Com linguagem acessível, humor popular na web conquista casas de show


da Folha de S.Paulo

Ao contrário do que se espera de uma casa de shows, não foram músicos os artistas que mais se apresentaram no Citibank Hall de São Paulo nos dois últimos anos. O primeiro lugar desse ranking cabe à Companhia de Comédia Os Melhores do Mundo, responsável por 25% do público (e da bilheteria) da casa no ano passado.

Os brasilienses, juntos desde 1995, têm como carros-chefes os espetáculos "Hermanoteu na Terra de Godah" (cheio de referências ao Antigo Testamento e com participação de Chico Anysio como a voz de Deus) e "Notícias Populares".

Entre as mais de cem apresentações que já fizeram desde 2006 no Citibank Hall, pelo menos 50 foram de "Hermanoteu" --conta que foi reforçada no fim de semana passado e que aumentará novamente no mês de abril. Os Melhores do Mundo já têm agenda fechada com a casa até 2011.

"O que nós fazemos é teatro, mas fora de teatros, e sem o público tradicional desses espetáculos", conta Carlos Henrique Rocha, produtor-executivo da companhia. A transformação do grupo em grande sucesso aconteceu em 2006, após o quadro do personagem Joseph Klimber, de "Notícias Populares", se tornar hit na internet.

Victor Leal, autor e ator dos Melhores do Mundo, credita o sucesso a um "humor que não é de TV, que pode ser politicamente incorreto, sem controle e sem censura", e cita como inspiração o grupo britânico Monty Python.

O DVD de "Hermanoteu" está há duas semanas no primeiro lugar dos mais vendidos de toda a rede Fnac. Na primeira semana de fevereiro, superou as vendas de Beyoncé, que ficou em segundo lugar, seguida do Metallica, em terceiro --artistas que recentemente se apresentaram no país.

O caminho trilhado pelos Melhores do Mundo, da web para as grandes casas de shows, com lotação para mais de mil pessoas, não é único. O fenômeno se repetiu com o comediante Marcelo Médici, com as esquetes de Marcius Melhem e Leandro Hassum, "Nós na Fita", e com os grupos Deznecessários e Z.E. - Zenas Emprovisadas (leia quadro ao lado).

Médici ressalva que, apesar de ser a ferramenta mais importante de divulgação, a internet pode prometer algo que os espetáculos não cumprirão: "É fácil ser engraçado por três minutos, ter um trecho ótimo, mas pode ser pegadinha. O cara talvez não segure duas horas de um show com graça".

Para Hugo Possolo, dramaturgo e diretor do Parlapatões, Marcelo Médici e os Melhores do Mundo têm textos de qualidade diferenciada, e conseguem sucesso por apostarem em um humor de linguagem direta e acessível, sem abandonar as questões críticas relevantes.

Público novo

Médici destaca que seu espetáculo solo fez mais sucesso entre o público do que a remontagem da peça "O Mistério de Irma Vap", em 2008, com Cássio Scapin e dirigida por Marília Pêra. "Consigo arrastar uma galera na idade que geralmente não curte teatro, como adolescentes e jovens casais."

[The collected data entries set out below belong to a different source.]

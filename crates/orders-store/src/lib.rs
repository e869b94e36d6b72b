//! Orders Store - relational persistence for the order system
//!
//! Provides:
//! - `StoreConfig` and connection setup
//! - Schema bootstrap from an explicit entity-to-table mapping list
//! - Product and order repositories with a unit of work for atomic writes
//! - A read context running multi-record-set stored procedures
//! - The order read model that flattens those record sets into DTOs
//! - YAML seed import

pub mod config;
pub mod db;
pub mod errors;
pub mod migrations;
pub mod procedures;
pub mod read_context;
pub mod read_model;
pub mod repo;
pub mod seed;
pub mod unit_of_work;

// Re-export key types
pub use config::StoreConfig;
pub use errors::Result;
pub use read_context::ReadContext;
pub use read_model::OrderReadModel;
pub use unit_of_work::UnitOfWork;
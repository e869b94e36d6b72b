use orders_core::errors::{ExError, ExErrorKind, OrderError};
use uuid::Uuid;

#[test]
fn test_argument_errors_classified() {
    let cases = [
        (OrderError::CommandMissing, ExErrorKind::NullArgument),
        (OrderError::ProductsMissing, ExErrorKind::InvalidArgument),
        (OrderError::EmptyOrderId, ExErrorKind::OutOfRange),
        (OrderError::EmptyCustomerId, ExErrorKind::OutOfRange),
        (OrderError::NoProductsOnOrder, ExErrorKind::OutOfRange),
    ];

    for (err, kind) in cases {
        let ex_err: ExError = err.into();
        assert_eq!(ex_err.kind(), kind);
        assert!(ex_err.kind().is_argument_error());
        assert!(ex_err.field().is_some(), "{} names no field", ex_err);
    }
}

#[test]
fn test_order_not_found_carries_entity_id() {
    let order_id = Uuid::new_v4();
    let ex_err: ExError = OrderError::OrderNotFound { order_id }.into();

    assert_eq!(ex_err.kind(), ExErrorKind::InvalidOperation);
    assert_eq!(ex_err.code(), "ERR_INVALID_OPERATION");
    assert_eq!(ex_err.entity_id(), Some(order_id.to_string().as_str()));
    assert!(ex_err.message().contains("requested order was not found"));
}

#[test]
fn test_runtime_errors_are_not_argument_errors() {
    for kind in [
        ExErrorKind::InvalidOperation,
        ExErrorKind::Persistence,
        ExErrorKind::Configuration,
    ] {
        assert!(!kind.is_argument_error());
    }
}

#[test]
fn test_error_kind_code_mapping() {
    let kinds = vec![
        (ExErrorKind::NullArgument, "ERR_NULL_ARGUMENT"),
        (ExErrorKind::InvalidArgument, "ERR_INVALID_ARGUMENT"),
        (ExErrorKind::OutOfRange, "ERR_OUT_OF_RANGE"),
        (ExErrorKind::InvalidOperation, "ERR_INVALID_OPERATION"),
        (ExErrorKind::Persistence, "ERR_PERSISTENCE"),
    ];

    for (kind, expected_code) in kinds {
        assert_eq!(kind.code(), expected_code);
    }
}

Paulinho Serra, diretor dos Deznecessários, considera que faz um trabalho de criação de plateia. "Tem gente que nos assiste e não sabe o que é teatro." Serra destaca que apresentar os espetáculos em casas de shows confere um "selo de qualidade".

Além disso, como as companhias acertam os contratos com base em parte da renda obtida na venda de ingressos, geralmente mais caros do que em teatros, grandes lugares significam lucros maiores.

Maitê Quartucci, diretora artística das casas HSBC Brasil, em São Paulo, e Vivo Rio, no Rio de Janeiro, diz que a constante atualização dos quadros garante vida longa para esses espetáculos.

Para Quartucci, as comédias apresentadas combinam melhor com o perfil dos estabelecimentos que comanda. "Não dá para assistir a um drama de Shakespeare conversando com amigos e tomando uma Coca-Cola ou uma cervejinha, né?"